Purpose: We investigated whether neutral endopeptidase (NEP) could augment chemosensitivity to anticancer drugs by promoting protein kinase C (PKC)δ-mediated mitochondrial apoptosis in prostate cancer (PC) cells. Experimental Design: Human PC cell lines LNCaP and PC-3, and a normal prostate epithelial cell line (PrEC) were used. The protein expression was detected by Western blot analysis, and the protein turnover was determined by pulse-chase assay. Apoptotic ratio was measured by annexin V staining. Results: Western blot analyses and pulse-chase assays showed that the specific NEP inhibitor CGS24592 decreased PKCδ protein expression by promoting PKCδ protein degradation in NEP-expressing LNCaP cells. Conversely, recombinant NEP (rNEP) increased PKCδ protein expression by delaying PKCδ protein degradation in NEP-negative PC-3 cells.

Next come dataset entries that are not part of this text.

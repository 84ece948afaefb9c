//! Cache keys.

use std::fmt;

/// Identity of one cached page.
#[derive(Debug, Clone, PartialEq, Eq, Hash)]
pub struct CacheKey {
    /// Logical endpoint (`"messages"`).
    pub endpoint: String,
    /// Owning resource (a conversation id); invalidation works on this.
    pub resource_id: String,
    /// Zero-based page.
    pub page: u32,
    /// Effective page size, after class clamping.
    pub page_size: u32,
    /// Pagination cursor.
    pub before: Option<String>,
}

impl CacheKey {
    /// Key for a page of a conversation's message history.
    #[must_use]
    pub fn messages(
        conversation_id: &str,
        page: u32,
        page_size: u32,
        before: Option<&str>,
    ) -> Self {
        Self {
            endpoint: "messages".to_string(),
            resource_id: conversation_id.to_string(),
            page,
            page_size,
            before: before.map(str::to_string),
        }
    }
}

impl fmt::Display for CacheKey {
    fn fmt(&self, f: &mut fmt::Formatter<'_>) -> fmt::Result {
        write!(
            f,
            "{}_{}_{}_{}_{}",
            self.endpoint,
            self.resource_id,
            self.page,
            self.page_size,
            self.before.as_deref().unwrap_or_default()
        )
    }
}
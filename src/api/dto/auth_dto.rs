//! Authentication bodies.

use serde::Serialize;

/// Body of `POST /auth/login`.
#[derive(Clone, Serialize)]
pub struct LoginRequest {
    /// Account e-mail.
    pub email: String,
    /// Account password.
    pub password: String,
}

impl std::fmt::Debug for LoginRequest {
    fn fmt(&self, f: &mut std::fmt::Formatter<'_>) -> std::fmt::Result {
        f.debug_struct("LoginRequest")
            .field("email", &self.email)
            .field("password", &"***")
            .finish()
    }
}

/// Body carrying only the acting user, as sent by logout and the
/// read-state endpoints.
#[derive(Debug, Clone, PartialEq, Eq, Serialize)]
#[serde(rename_all = "camelCase")]
pub struct UserIdBody {
    /// Acting user.
    pub user_id: String,
}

Apoptosis assays showed that rNEP promoted anticancer drug-induced apoptosis in PC-3 cells specifically through PKCδ activity that mediated anticancer drug-induced mitochondrial change such as cytochrome- c release and caspase-9 activation. Of note, rNEP was able to increase PKCδ protein expression predominantly in PC-3 cells rather than in PrEC cells. Treatment with rNEP before subtoxic concentrations of etoposide (0.1 μ m ) significantly promoted mitochondrial apoptosis compared with only etoposide in PC-3 cells ( P < 0.01) but not in PrEC cells. Conclusions: These results suggest that NEP enzyme activity contributes to anticancer drug-induced PC cell apoptosis dependent on PKCδ-mediated mitochondrial events. More importantly, the combination of NEP with anticancer drugs may be a promising therapeutic modality because rNEP is able to augment chemosensitivity in androgen-independent PC with minimal toxicity in normal tissues.